Last week, jQuery addressed this issue by releasing version 3.4.0, which resolves the vulnerability by mitigating unintended behaviors that could be exploited through unsanitized source objects. Notably, this vulnerability remains unassigned a CVE number at this time, yet it is critical due to its potential exploitation within various Drupal modules.
Further vulnerabilities are associated with Symfony PHP components utilized by Drupal Core, which may lead to cross-site scripting (CVE-2019-10909), remote code execution (CVE-2019-10910), and authentication bypass (CVE-2019-10911) attacks. Given the considerable interest hackers have shown in Drupal exploits, organizations are strongly urged to promptly implement the latest CMS updates. Specifically, users of Drupal 8.6 should upgrade to version 8.6.15, those operating on Drupal 8.5 or earlier should upgrade to 8.5.15, and users of Drupal 7 should update to version 7.66.
This month’s disclosures follow a critical remote code execution vulnerability acknowledged in previous patches, which attracted attention due to the subsequent release of proof-of-concept exploit code. Just two days post-release, various threat actors began actively exploiting this vulnerability across vulnerable Drupal websites, further emphasizing the imperative for organizations to maintain vigilance.

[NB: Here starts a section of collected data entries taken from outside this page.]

//! TimedBatchBlock - wires the collector to the dispatcher behind one handle.

use std::fmt;
use std::marker::PhantomData;
use std::sync::Arc;

use tokio::sync::{mpsc, oneshot};
use tokio::task::JoinHandle;
use tokio::time::Instant;
use tracing::{error, info, instrument, warn};

use collector::{BatchCollector, CollectorHandle, CollectorSummary};
use contracts::{BatchError, BatchHandler, ContractError, TimedBatchConfig};
use dispatcher::{BlockingHandle, DispatchMetrics, DispatchSnapshot, Dispatcher};

/// Validated configuration waiting for its handler.
///
/// A block only comes into existence through [`TimedBatchBuilder::set_handler`],
/// so nothing can be enqueued before a handler is attached.
pub struct TimedBatchBuilder<T> {
    config: TimedBatchConfig,
    _items: PhantomData<fn(T)>,
}

impl<T> fmt::Debug for TimedBatchBuilder<T> {
    fn fmt(&self, f: &mut fmt::Formatter<'_>) -> fmt::Result {
        f.debug_struct("TimedBatchBuilder")
            .field("config", &self.config)
            .finish()
    }
}

impl<T: Send + 'static> TimedBatchBuilder<T> {
    /// Validate `config` and start building a block.
    ///
    /// # Errors
    /// `ContractError::ConfigValidation` if a field is zero or the thread
    /// timeout does not exceed the batch timeout.
    pub fn new(config: TimedBatchConfig) -> Result<Self, ContractError> {
        config.ensure_valid()?;
        Ok(Self {
            config,
            _items: PhantomData,
        })
    }

    pub fn config(&self) -> &TimedBatchConfig {
        &self.config
    }

    /// Attach the handler and start the collector and dispatcher tasks.
    ///
    /// # Panics
    /// Must be called from within a Tokio runtime.
    #[instrument(
        name = "timed_batch_start",
        skip_all,
        fields(
            batch_size = self.config.batch_size,
            batch_timeout_ms = self.config.batch_timeout_ms,
            thread_timeout_ms = self.config.thread_timeout_ms
        )
    )]
    pub fn set_handler<H>(self, handler: H) -> TimedBatchBlock<T>
    where
        H: BatchHandler<T> + Sync + 'static,
    {
        let (batch_tx, batch_rx) = mpsc::unbounded_channel();
        let (shutdown_tx, shutdown_rx) = oneshot::channel();

        let dispatcher = Dispatcher::new(handler, batch_rx, self.config.max_in_flight_batches);
        let metrics = dispatcher.metrics();
        let dispatcher_task = dispatcher.spawn();

        let (collector, input) = BatchCollector::new(&self.config, batch_tx, shutdown_rx);
        let collector_task = collector.spawn();

        info!(
            max_in_flight = self.config.max_in_flight_batches,
            "Timed batch block started"
        );

        TimedBatchBlock {
            enqueuer: BatchEnqueuer { input, metrics },
            config: self.config,
            shutdown_tx,
            collector_task,
            dispatcher_task,
        }
    }
}

/// Cloneable enqueue side of a block, for sharing among unrelated call sites.
pub struct BatchEnqueuer<T> {
    input: CollectorHandle<T>,
    metrics: Arc<DispatchMetrics>,
}

impl<T> Clone for BatchEnqueuer<T> {
    fn clone(&self) -> Self {
        Self {
            input: self.input.clone(),
            metrics: Arc::clone(&self.metrics),
        }
    }
}

impl<T> fmt::Debug for BatchEnqueuer<T> {
    fn fmt(&self, f: &mut fmt::Formatter<'_>) -> fmt::Result {
        f.debug_struct("BatchEnqueuer")
            .field("closed", &self.input.is_closed())
            .finish()
    }
}

impl<T> BatchEnqueuer<T> {
    /// Enqueue `item` and return its handle without waiting.
    ///
    /// # Errors
    /// `BatchError::Closed` after the block has shut down.
    pub fn submit(&self, item: T) -> Result<BlockingHandle, BatchError> {
        let handle = self.input.enqueue(item)?;
        self.metrics.item_enqueued();
        Ok(handle)
    }

    /// Enqueue `item` and wait until its batch is handled.
    ///
    /// # Errors
    /// - `BatchError::Timeout` if the batch did not complete successfully
    ///   within the thread timeout
    /// - `BatchError::Closed` after the block has shut down
    pub async fn enqueue(&self, item: T) -> Result<(), BatchError> {
        let started = Instant::now();
        let handle = self.submit(item)?;
        let result = handle.wait().await;

        let waited_ms = started.elapsed().as_secs_f64() * 1000.0;
        observability::record_item_outcome(result.is_ok(), waited_ms);
        if let Err(e) = &result {
            warn!(error = %e, "Item timed out waiting for batch completion");
        }
        result
    }

    /// Whether the block stopped accepting items
    pub fn is_closed(&self) -> bool {
        self.input.is_closed()
    }

    /// Snapshot of dispatch counters
    pub fn metrics(&self) -> DispatchSnapshot {
        self.metrics.snapshot()
    }
}

/// A running batching block: owns the collector and dispatcher tasks.
///
/// Dropping the block without calling [`TimedBatchBlock::shutdown`] still
/// stops the collector, but pending work is not awaited.
pub struct TimedBatchBlock<T> {
    enqueuer: BatchEnqueuer<T>,
    config: TimedBatchConfig,
    shutdown_tx: oneshot::Sender<()>,
    collector_task: JoinHandle<CollectorSummary>,
    dispatcher_task: JoinHandle<()>,
}

impl<T> fmt::Debug for TimedBatchBlock<T> {
    fn fmt(&self, f: &mut fmt::Formatter<'_>) -> fmt::Result {
        f.debug_struct("TimedBatchBlock")
            .field("config", &self.config)
            .field("metrics", &self.enqueuer.metrics())
            .finish()
    }
}

impl<T> TimedBatchBlock<T> {
    /// See [`BatchEnqueuer::submit`]
    pub fn submit(&self, item: T) -> Result<BlockingHandle, BatchError> {
        self.enqueuer.submit(item)
    }

    /// See [`BatchEnqueuer::enqueue`]
    pub async fn enqueue(&self, item: T) -> Result<(), BatchError> {
        self.enqueuer.enqueue(item).await
    }

    /// New handle sharing this block
    pub fn enqueuer(&self) -> BatchEnqueuer<T> {
        self.enqueuer.clone()
    }

    pub fn config(&self) -> &TimedBatchConfig {
        &self.config
    }

    /// Snapshot of dispatch counters
    pub fn metrics(&self) -> DispatchSnapshot {
        self.enqueuer.metrics()
    }

    /// Flush pending items, wait for every started batch, and stop.
    ///
    /// Items submitted afterwards through any [`BatchEnqueuer`] fail with
    /// `BatchError::Closed`.
    #[instrument(name = "timed_batch_shutdown", skip(self))]
    pub async fn shutdown(self) -> DispatchSnapshot {
        // The collector also stops if the receiver is already gone.
        let _ = self.shutdown_tx.send(());

        match self.collector_task.await {
            Ok(summary) => info!(
                items = summary.items_collected,
                batches = summary.batches_flushed,
                "Collector drained"
            ),
            Err(e) => error!(error = %e, "Collector task failed"),
        }

        if let Err(e) = self.dispatcher_task.await {
            error!(error = %e, "Dispatcher task failed");
        }

        let snapshot = self.enqueuer.metrics();
        info!(
            handled = snapshot.batches_handled,
            failed = snapshot.batches_failed,
            released = snapshot.items_released,
            "Timed batch block stopped"
        );
        snapshot
    }
}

Historically, Drupal has been a target for mass cyber-attacks, such as the well-documented Drupalgeddon2 and Drupalgeddon3 incidents last year. Such events underscored how rapidly vulnerabilities can be exploited once exploit code becomes available publicly, often leading to widespread consequences for affected sites.
Through the lens of the MITRE ATT&CK framework, potential tactics employed in these attacks may include initial access techniques, often leveraged by adversaries making use of known vulnerabilities and exploits, as well as privilege escalation and persistence methods that hackers utilize to maintain access and control over compromised assets.
In conclusion, the urgency of applying these security patches cannot be overstated. Organizations using Drupal should prioritize these updates to safeguard their digital assets from imminent threats, reinforcing the need for proactive cybersecurity measures as the landscape of vulnerabilities continues to evolve.